Child support calculations are detailed and many people will require some time and some assistance to fully understand them. Feel free to contact me, another lawyer, or your accountant if you need advice.
The most important change is that some leeway for negotiation has been given. Previously, if the parents wanted to deviate from the basic support calculation for the family, they had to convince the court to agree that the situation justified a change that would reach the agreed number. The new rules say that if the revised calculation is within 10 percent of the agreed support numbers, that’s close enough. This gives parents and lawyers more room to work.
The next significant change recognizes that many parents are required to buy health insurance for themselves before adding a child. If this happens, the parent is now permitted to deduct the entire insurance expense from their income instead of only the child’s expense. Because both parents’ adjusted incomes are still the primary factor in the calculations, this means that when the parent paying support also buys the child’s insurance, the support is likely to be reduced; on the other hand, when the parent receiving support buys the insurance, the support is likely to be increased. This should encourage parents to insure their children. The state definitely wants children insured; under the new rules, parents may be ordered to buy insurance. If one parent has access to insurance at reasonable cost, that parent will be ordered to buy it.
The provision for medical support, applicable if either parent earns more than $1,456 a month, has been modified slightly. The primary purpose of medical support is now to reimburse the other parent for premiums; so long as insurance is available, support goes to that, and if the policy goes away for some reason, cash payments are substituted. If neither parent can get private medical insurance, the support order now has to specifically state how medical expenses are going to be handled, so this is an issue that will need to be looked at in settlement or in preparing for court.

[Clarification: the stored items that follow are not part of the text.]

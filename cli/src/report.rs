//! # Report Rendering
//!
//! Console and JSON output for a finished run. Console output is a plain
//! text block meant for a terminal; JSON output carries everything,
//! metadata included, for scripts.

use std::fmt;

use serde::Serialize;

use holdscan_engine::rpc::TokenSupply;
use holdscan_engine::{HolderRecord, RunMetadata, ScanReport, Summary};

/// Full machine-readable report.
#[derive(Serialize)]
#[serde(rename_all = "camelCase")]
struct JsonReport<'a> {
    metadata: &'a RunMetadata,
    #[serde(skip_serializing_if = "Option::is_none")]
    supply: Option<&'a TokenSupply>,
    summary: Option<Summary>,
    holders: &'a [HolderRecord],
}

pub fn to_json(report: &ScanReport, supply: Option<&TokenSupply>) -> serde_json::Result<String> {
    serde_json::to_string_pretty(&JsonReport {
        metadata: &report.metadata,
        supply,
        summary: report.summary(),
        holders: &report.holders,
    })
}

/// Console rendering of a report: run facts, the largest `rows` holders,
/// and the distribution summary.
pub struct ConsoleReport<'a> {
    pub report: &'a ScanReport,
    pub rows: usize,
    pub supply: Option<&'a TokenSupply>,
}

impl fmt::Display for ConsoleReport<'_> {
    fn fmt(&self, f: &mut fmt::Formatter<'_>) -> fmt::Result {
        let meta = &self.report.metadata;
        let holders = &self.report.holders;

        writeln!(f, "Token     : {}", meta.token)?;
        writeln!(f, "Run       : {} ({} ms)", meta.run_id, meta.elapsed_ms)?;
        writeln!(f, "Strategy  : {}", meta.strategy_used)?;
        if !meta.failures.is_empty() {
            for failure in &meta.failures {
                writeln!(f, "  fell back after {}", failure)?;
            }
        }
        if let Some(reason) = meta.stop_reason {
            writeln!(
                f,
                "Pages     : {} in {} calls, stopped: {}",
                meta.pages_fetched,
                meta.page_calls,
                reason.describe()
            )?;
        }
        if meta.shards_attempted > 0 {
            writeln!(
                f,
                "Shards    : {} ok, {} failed",
                meta.successful_shards, meta.failed_shards
            )?;
        }
        if meta.partial {
            writeln!(f, "PARTIAL   : {}", meta.partial_reasons.join("; "))?;
        }
        writeln!(f)?;

        if holders.is_empty() {
            return writeln!(f, "No holders found.");
        }

        let total: f64 = holders.iter().map(|h| h.amount).sum();
        let shown = self.rows.min(holders.len());
        writeln!(f, "Top {} of {} holders", shown, holders.len())?;
        writeln!(
            f,
            "{:>5}  {:<44}  {:<44}  {:>22}  {:>8}{}",
            "#",
            "owner",
            "account",
            "amount",
            "% held",
            if self.supply.is_some() { "  % supply" } else { "" }
        )?;
        for (i, holder) in holders.iter().take(shown).enumerate() {
            write!(
                f,
                "{:>5}  {:<44}  {:<44}  {:>22}  {:>7.3}%",
                i + 1,
                holder.owner,
                holder.account,
                format_amount(holder.amount),
                percent(holder.amount, total)
            )?;
            if let Some(supply) = self.supply {
                write!(f, "  {:>9.4}%", percent(holder.amount, supply.ui_amount))?;
            }
            writeln!(f)?;
        }

        if let Some(summary) = self.report.summary() {
            writeln!(f)?;
            write_summary(f, &summary)?;
        }
        Ok(())
    }
}

fn write_summary(f: &mut fmt::Formatter<'_>, s: &Summary) -> fmt::Result {
    writeln!(f, "Holders          : {}", s.holders)?;
    writeln!(f, "Unique owners    : {}", s.unique_owners)?;
    writeln!(f, "Total held       : {}", format_amount(s.total))?;
    writeln!(f, "Mean / median    : {} / {}", format_amount(s.mean), format_amount(s.median))?;
    writeln!(f, "Max / min        : {} / {}", format_amount(s.max), format_amount(s.min))?;
    writeln!(f, "p90 / p99        : {} / {}", format_amount(s.p90), format_amount(s.p99))?;
    writeln!(f, "Top 10% share    : {:.2}%", s.top_decile_share)?;
    writeln!(f, "Above 1% / 0.1%  : {} / {}", s.above_one_percent, s.above_tenth_percent)?;

    writeln!(f, "Balance above:")?;
    for t in &s.thresholds {
        writeln!(f, "  {:>12}  {}", format_amount(t.threshold), t.holders)?;
    }
    writeln!(f, "Owner key starts with:")?;
    for p in &s.owner_prefixes {
        writeln!(f, "  {}  {}", p.symbol, p.holders)?;
    }
    Ok(())
}

/// Percent of `whole`, or zero when there is nothing to divide by.
fn percent(part: f64, whole: f64) -> f64 {
    if whole > 0.0 {
        part / whole * 100.0
    } else {
        0.0
    }
}

/// Thousands-grouped amount, with up to six decimals and trailing zeros
/// trimmed.
fn format_amount(amount: f64) -> String {
    let fixed = format!("{:.6}", amount);
    let (int_part, frac_part) = fixed.split_once('.').unwrap_or((fixed.as_str(), ""));
    let (sign, digits) = match int_part.strip_prefix('-') {
        Some(rest) => ("-", rest),
        None => ("", int_part),
    };

    let mut grouped = String::with_capacity(digits.len() + digits.len() / 3);
    for (i, c) in digits.chars().enumerate() {
        if i > 0 && (digits.len() - i) % 3 == 0 {
            grouped.push(',');
        }
        grouped.push(c);
    }

    let frac = frac_part.trim_end_matches('0');
    if frac.is_empty() {
        format!("{}{}", sign, grouped)
    } else {
        format!("{}{}.{}", sign, grouped, frac)
    }
}

#[cfg(test)]
mod tests {
    use super::*;

    fn report(holders: Vec<HolderRecord>, partial: bool) -> ScanReport {
        let mut metadata = RunMetadata::new("Mint");
        metadata.strategy_used = "paged".into();
        metadata.partial = partial;
        if partial {
            metadata.partial_reasons = vec!["page limit reached after 3 pages".into()];
        }
        ScanReport { holders, metadata }
    }

    fn holders() -> Vec<HolderRecord> {
        vec![
            HolderRecord::new("OwnerA", "AcctA", 750.0),
            HolderRecord::new("OwnerB", "AcctB", 250.0),
        ]
    }

    #[test]
    fn amounts_are_grouped_and_trimmed() {
        assert_eq!(format_amount(0.0), "0");
        assert_eq!(format_amount(999.5), "999.5");
        assert_eq!(format_amount(1_234_567.25), "1,234,567.25");
        assert_eq!(format_amount(1_000_000.0), "1,000,000");
        assert_eq!(format_amount(0.000001), "0.000001");
    }

    #[test]
    fn console_shows_shares_and_partial_flag() {
        let report = report(holders(), true);
        let text = ConsoleReport { report: &report, rows: 10, supply: None }.to_string();
        assert!(text.contains("Strategy  : paged"));
        assert!(text.contains("PARTIAL   : page limit reached after 3 pages"));
        assert!(text.contains("Top 2 of 2 holders"));
        assert!(text.contains("75.000%"));
        assert!(text.contains("Unique owners    : 2"));
        assert!(!text.contains("% supply"));
    }

    #[test]
    fn console_adds_supply_column_when_known() {
        let report = report(holders(), false);
        let supply = TokenSupply { ui_amount: 10_000.0, decimals: 6 };
        let text = ConsoleReport { report: &report, rows: 1, supply: Some(&supply) }.to_string();
        assert!(text.contains("% supply"));
        assert!(text.contains("7.5000%"));
        assert!(text.contains("Top 1 of 2 holders"));
        assert!(!text.contains("PARTIAL"));
    }

    #[test]
    fn empty_result_says_so() {
        let report = report(Vec::new(), false);
        let text = ConsoleReport { report: &report, rows: 10, supply: None }.to_string();
        assert!(text.contains("No holders found."));
    }

    #[test]
    fn json_carries_holders_summary_and_metadata() {
        let report = report(holders(), false);
        let value: serde_json::Value = serde_json::from_str(&to_json(&report, None).unwrap()).unwrap();
        assert_eq!(value["holders"][0]["owner"], "OwnerA");
        assert_eq!(value["holders"][0]["amount"], 750.0);
        assert_eq!(value["summary"]["holders"], 2);
        assert_eq!(value["metadata"]["strategyUsed"], "paged");
        assert!(value.get("supply").is_none());
    }
}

Another significant change occurs in shared custody situations. In all cases in which each parent has more than 25% of time with the children, they will receive a credit against their support obligation. The credit is calculated according to the formula:
Percent parenting time x Total basic support obligation (both parents) x 1.5
Previously, this credit did not apply in 50-50 custody situations; instead, income and expense comparisons were used, which sometimes resulted in a significant increase in support at the 50-50 point. It is now possible to negotiate 50-50 custody without risk of major changes; instead, the 25 percent mark (82 overnights per year, or, in some cases, 163 12-hour periods) is the major point to work at.
On the other hand, 50-50 custody is still a factor in calculating credits for child care costs. A parent with more than 50% custody who pays child care for children under 12 will continue to receive a credit, and the other parent a charge, but a cap ranging from $410 to $900/month, depending on age and location, has been added. The effect of this will be to encourage parents not to spend too much on child care fees; it may, however, make it difficult for caregivers to make a living without taking on more than one child.

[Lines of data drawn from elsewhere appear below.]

//! # Fallback Orchestrator
//!
//! Tries strategies strictly in priority order. Any failure is logged and
//! recorded, then the next strategy gets its turn. The first strategy that
//! returns without failing wins, even with an empty result, unless the
//! [`EmptyResultPolicy`] says an empty success should keep the chain going.
//!
//! When nothing succeeds the caller gets one
//! [`ScanError::ExhaustedStrategies`] with every strategy's failure.

use std::time::Instant;

use chrono::{DateTime, Utc};
use serde::Serialize;
use tokio::sync::watch;
use tracing::{info, warn};
use uuid::Uuid;

use crate::config::EmptyResultPolicy;
use crate::error::{ScanError, StrategyFailure};
use crate::model::HolderRecord;
use crate::pagination::{PageTrace, StopReason};
use crate::sharding::ShardFailure;
use crate::stats::{summarize, Summary};
use crate::strategy::{Strategy, StrategyOutput};

// ---------------------------------------------------------------------------
// Run metadata
// ---------------------------------------------------------------------------

/// Everything a caller needs to judge how far to trust a result.
#[derive(Debug, Clone, Serialize)]
#[serde(rename_all = "camelCase")]
pub struct RunMetadata {
    pub run_id: Uuid,
    pub token: String,
    pub started_at: DateTime<Utc>,
    pub elapsed_ms: u64,
    /// Strategy whose result was returned.
    pub strategy_used: String,
    /// Every strategy tried, in order, the winner included.
    pub attempted: Vec<String>,
    pub failures: Vec<StrategyFailure>,
    /// Strategies that succeeded empty and were passed over.
    pub empty_skipped: Vec<String>,
    pub pages_fetched: u32,
    pub page_calls: u32,
    pub failed_page_calls: u32,
    pub stop_reason: Option<StopReason>,
    pub shards_attempted: usize,
    pub successful_shards: usize,
    pub failed_shards: usize,
    pub shard_failures: Vec<ShardFailure>,
    pub partial: bool,
    pub partial_reasons: Vec<String>,
    pub traces: Vec<PageTrace>,
}

impl RunMetadata {
    /// Blank metadata for a run over `token`, stamped with a fresh run id.
    pub fn new(token: &str) -> Self {
        Self {
            run_id: Uuid::new_v4(),
            token: token.to_string(),
            started_at: Utc::now(),
            elapsed_ms: 0,
            strategy_used: String::new(),
            attempted: Vec::new(),
            failures: Vec::new(),
            empty_skipped: Vec::new(),
            pages_fetched: 0,
            page_calls: 0,
            failed_page_calls: 0,
            stop_reason: None,
            shards_attempted: 0,
            successful_shards: 0,
            failed_shards: 0,
            shard_failures: Vec::new(),
            partial: false,
            partial_reasons: Vec::new(),
            traces: Vec::new(),
        }
    }

    fn absorb(&mut self, strategy: &str, output: &mut StrategyOutput) {
        self.strategy_used = strategy.to_string();
        self.partial = output.partial;
        self.partial_reasons = std::mem::take(&mut output.partial_reasons);
        if let Some(pages) = output.pagination.take() {
            self.pages_fetched = pages.pages;
            self.page_calls = pages.fetch_calls;
            self.failed_page_calls = pages.failed_calls;
            self.stop_reason = Some(pages.stop_reason);
            self.traces = pages.traces;
        }
        if let Some(shards) = output.sharding.take() {
            self.shards_attempted = shards.attempted_shards;
            self.successful_shards = shards.successful_shards;
            self.failed_shards = shards.failed_shards;
            self.shard_failures = shards.failures;
        }
    }
}

/// A finished run: holders sorted by amount descending, plus metadata.
#[derive(Debug, Clone, Serialize)]
pub struct ScanReport {
    pub holders: Vec<HolderRecord>,
    pub metadata: RunMetadata,
}

impl ScanReport {
    pub fn summary(&self) -> Option<Summary> {
        summarize(&self.holders)
    }

    pub fn is_partial(&self) -> bool {
        self.metadata.partial
    }
}

// ---------------------------------------------------------------------------
// Orchestrator
// ---------------------------------------------------------------------------

pub struct FallbackOrchestrator {
    strategies: Vec<Box<dyn Strategy>>,
    policy: EmptyResultPolicy,
    shutdown: watch::Receiver<bool>,
}

impl FallbackOrchestrator {
    pub fn new(strategies: Vec<Box<dyn Strategy>>) -> Self {
        // A receiver whose sender is gone keeps reading `false`.
        let (_tx, shutdown) = watch::channel(false);
        Self {
            strategies,
            policy: EmptyResultPolicy::default(),
            shutdown,
        }
    }

    pub fn with_policy(mut self, policy: EmptyResultPolicy) -> Self {
        self.policy = policy;
        self
    }

    pub fn with_shutdown(mut self, shutdown: watch::Receiver<bool>) -> Self {
        self.shutdown = shutdown;
        self
    }

    pub fn strategy_names(&self) -> Vec<&str> {
        self.strategies.iter().map(|s| s.name()).collect()
    }

    pub async fn run(&self, token: &str) -> Result<ScanReport, ScanError> {
        if self.strategies.is_empty() {
            return Err(ScanError::NoStrategies);
        }

        let started = Instant::now();
        let mut metadata = RunMetadata::new(token);
        let mut held_empty: Option<(String, StrategyOutput)> = None;

        info!(
            run_id = %metadata.run_id,
            token,
            chain = ?self.strategy_names(),
            policy = ?self.policy,
            "holder scan starting"
        );

        for (i, strategy) in self.strategies.iter().enumerate() {
            let name = strategy.name().to_string();
            let is_last = i + 1 == self.strategies.len();
            metadata.attempted.push(name.clone());
            info!(strategy = %name, position = i + 1, "trying strategy");

            match strategy.attempt(token, &self.shutdown).await {
                Ok(output) => {
                    let cancelled = *self.shutdown.borrow();
                    if output.records.is_empty()
                        && self.policy == EmptyResultPolicy::TryNext
                        && !is_last
                        && !cancelled
                    {
                        warn!(strategy = %name, "strategy returned no holders, trying next");
                        metadata.empty_skipped.push(name.clone());
                        held_empty = Some((name, output));
                        continue;
                    }
                    return Ok(self.finish(metadata, name, output, started));
                }
                Err(err) => {
                    warn!(strategy = %name, kind = err.kind(), error = %err, "strategy failed, falling back");
                    metadata.failures.push(StrategyFailure::new(name, &err));
                }
            }

            if *self.shutdown.borrow() {
                info!("shutdown requested, not trying further strategies");
                break;
            }
        }

        if let Some((name, output)) = held_empty {
            return Ok(self.finish(metadata, name, output, started));
        }

        warn!(
            run_id = %metadata.run_id,
            failures = metadata.failures.len(),
            "every strategy failed"
        );
        Err(ScanError::ExhaustedStrategies {
            attempts: metadata.failures,
        })
    }

    fn finish(
        &self,
        mut metadata: RunMetadata,
        name: String,
        mut output: StrategyOutput,
        started: Instant,
    ) -> ScanReport {
        metadata.absorb(&name, &mut output);
        metadata.elapsed_ms = started.elapsed().as_millis() as u64;
        info!(
            run_id = %metadata.run_id,
            strategy = %name,
            holders = output.records.len(),
            partial = metadata.partial,
            elapsed_ms = metadata.elapsed_ms,
            "holder scan finished"
        );
        ScanReport {
            holders: output.records,
            metadata,
        }
    }
}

The calculations have been changed to always include both parents, even when the income of the second parent is not known (in which case minimum wage will be assumed). This is designed to prevent single parents from being hit with excessive support charges when a child is in someone else’s (such as the state’s) custody. Also, both parents’ support figures are now calculated to enable quick changes if custody changes.

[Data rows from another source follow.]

//! # Page Fetcher Capabilities
//!
//! The traits controllers are written against. Each backend implements the
//! subset it can actually serve; the stubs in tests implement them too,
//! which is what keeps the controllers testable without a network.
//!
//! Contract shared by every implementation: records with a non-positive
//! quantity never leave the fetcher, and an entry that cannot be decoded is
//! logged and skipped rather than failing the call.

use async_trait::async_trait;
use tracing::warn;

use crate::error::FetchError;
use crate::model::{HolderRecord, PageRequest, PageResult};

/// How a fetcher's pages chain together.
#[derive(Debug, Clone, Copy, PartialEq, Eq, Default)]
pub enum ContinuationMode {
    /// The backend hands back an opaque cursor. No cursor means the page
    /// just returned was the last one.
    Cursor,
    /// The backend has no cursor. The next page is requested "after the
    /// last key seen", so the controller synthesizes the continuation from
    /// the page's last raw key and stops on an empty page.
    #[default]
    KeyOffset,
}

/// One bounded listing call.
#[async_trait]
pub trait PageFetcher: Send + Sync {
    /// Short name for logs.
    fn name(&self) -> &str;

    fn continuation_mode(&self) -> ContinuationMode {
        ContinuationMode::KeyOffset
    }

    async fn fetch(&self, request: &PageRequest) -> Result<PageResult, FetchError>;
}

/// Two-step scanning: list every matching account key, then load accounts
/// by key in batches.
#[async_trait]
pub trait KeyListing: Send + Sync {
    /// Keys of every token account of `token`, with no account data.
    async fn list_keys(&self, token: &str) -> Result<Vec<String>, FetchError>;

    /// Loads the given accounts. Missing or zero-balance accounts are
    /// omitted from the result.
    async fn fetch_accounts(&self, keys: &[String]) -> Result<Vec<HolderRecord>, FetchError>;
}

/// "Largest N accounts of this collection" as one bounded call.
#[async_trait]
pub trait RankingSource: Send + Sync {
    async fn largest(&self, token: &str, limit: usize) -> Result<Vec<HolderRecord>, FetchError>;
}

/// Folds per-entry decode results into the records that may leave a
/// fetcher: malformed entries are logged and dropped, zero balances are
/// dropped silently. Returns the records and the number of malformed
/// entries.
pub fn retain_valid<I>(source: &str, entries: I) -> (Vec<HolderRecord>, usize)
where
    I: IntoIterator<Item = Result<HolderRecord, FetchError>>,
{
    let mut records = Vec::new();
    let mut malformed = 0usize;
    for entry in entries {
        match entry {
            Ok(record) if record.is_positive() => records.push(record),
            Ok(_) => {}
            Err(err) => {
                malformed += 1;
                warn!(source, error = %err, "skipping malformed record");
            }
        }
    }
    (records, malformed)
}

The system has always allowed each parent a minimum amount for the parent’s own expenses before being charged with support. For 2010, this minimum is $1053 a month, and will be adjusted for inflation. The minimum support award before applying the self-support figure is now set at $100 a month. Effectively, if the parent’s adjusted income is between $1054 and $1153, that parent’s obligation should be less than $100.
To simplify calculations, children between 18 and 21 attending school are now included in the family calculation instead of being separately calculated. That said, the child in school will still continue to receive direct payments.
There are also a few minor changes in how income is calculated and how some forms of income are included or excluded.
Overall, I think that in most cases, support awards are likely to be decreased by a moderate amount. On the other hand, there will be more room to negotiate, and some battles over custody and schedules are likely to be discouraged.
On a practical level, both parents’ income and expenses, and the custody schedule, remain the primary factors from which support is calculated. If you need an opinion as to potential support, you will need a full income and expense ledger. Your accountant or a lawyer can help you prepare this ledger and format it in the court’s preferred form.